PROBLEM TO SOLVE — Copy each line below that has "CommandRegistry".

RECORDS FOR THIS TASK —
■ ■ ■
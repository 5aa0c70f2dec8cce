//! Command registration table

use std::collections::HashMap;
use std::sync::Arc;

use super::{CommandHandler, CommandKey, CommandTarget};
use crate::dialog::IntentAction;

/// Handlers keyed by action and target
///
/// An exact registration wins over a per-action wildcard.
#[derive(Default, Clone)]
pub struct CommandRegistry {
    handlers: HashMap<CommandKey, Arc<dyn CommandHandler>>,
    wildcards: HashMap<IntentAction, Arc<dyn CommandHandler>>,
}

impl CommandRegistry {
    #[must_use]
    pub fn new() -> Self {
        Self::default()
    }

    /// Register a handler for one action on one target
    ///
    /// Re-registering a key replaces the previous handler.
    pub fn register(
        &mut self,
        action: IntentAction,
        target: CommandTarget,
        handler: Arc<dyn CommandHandler>,
    ) -> &mut Self {
        let key = CommandKey::new(action, target);
        if self.handlers.insert(key, handler).is_some() {
            tracing::debug!(command = %key, "command handler replaced");
        }
        self
    }

    /// Register a handler for an action on every target without its own handler
    pub fn register_action(
        &mut self,
        action: IntentAction,
        handler: Arc<dyn CommandHandler>,
    ) -> &mut Self {
        self.wildcards.insert(action, handler);
        self
    }

    /// Handler for a key, falling back to the action wildcard
    #[must_use]
    pub fn resolve(&self, key: CommandKey) -> Option<Arc<dyn CommandHandler>> {
        self.handlers
            .get(&key)
            .or_else(|| self.wildcards.get(&key.action))
            .cloned()
    }

    #[must_use]
    pub fn contains(&self, key: CommandKey) -> bool {
        self.handlers.contains_key(&key) || self.wildcards.contains_key(&key.action)
    }

    /// Exact registrations, sorted
    #[must_use]
    pub fn keys(&self) -> Vec<CommandKey> {
        let mut keys: Vec<_> = self.handlers.keys().copied().collect();
        keys.sort();
        keys
    }

    #[must_use]
    pub fn is_empty(&self) -> bool {
        self.handlers.is_empty() && self.wildcards.is_empty()
    }
}

impl std::fmt::Debug for CommandRegistry {
    fn fmt(&self, f: &mut std::fmt::Formatter<'_>) -> std::fmt::Result {
        f.debug_struct("CommandRegistry")
            .field("handlers", &self.keys())
            .field("wildcards", &self.wildcards.keys().collect::<Vec<_>>())
            .finish()
    }
}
■ ■ ■
TASK OUTPUT —
pub struct CommandRegistry {
impl CommandRegistry {
impl std::fmt::Debug for CommandRegistry {
        f.debug_struct("CommandRegistry")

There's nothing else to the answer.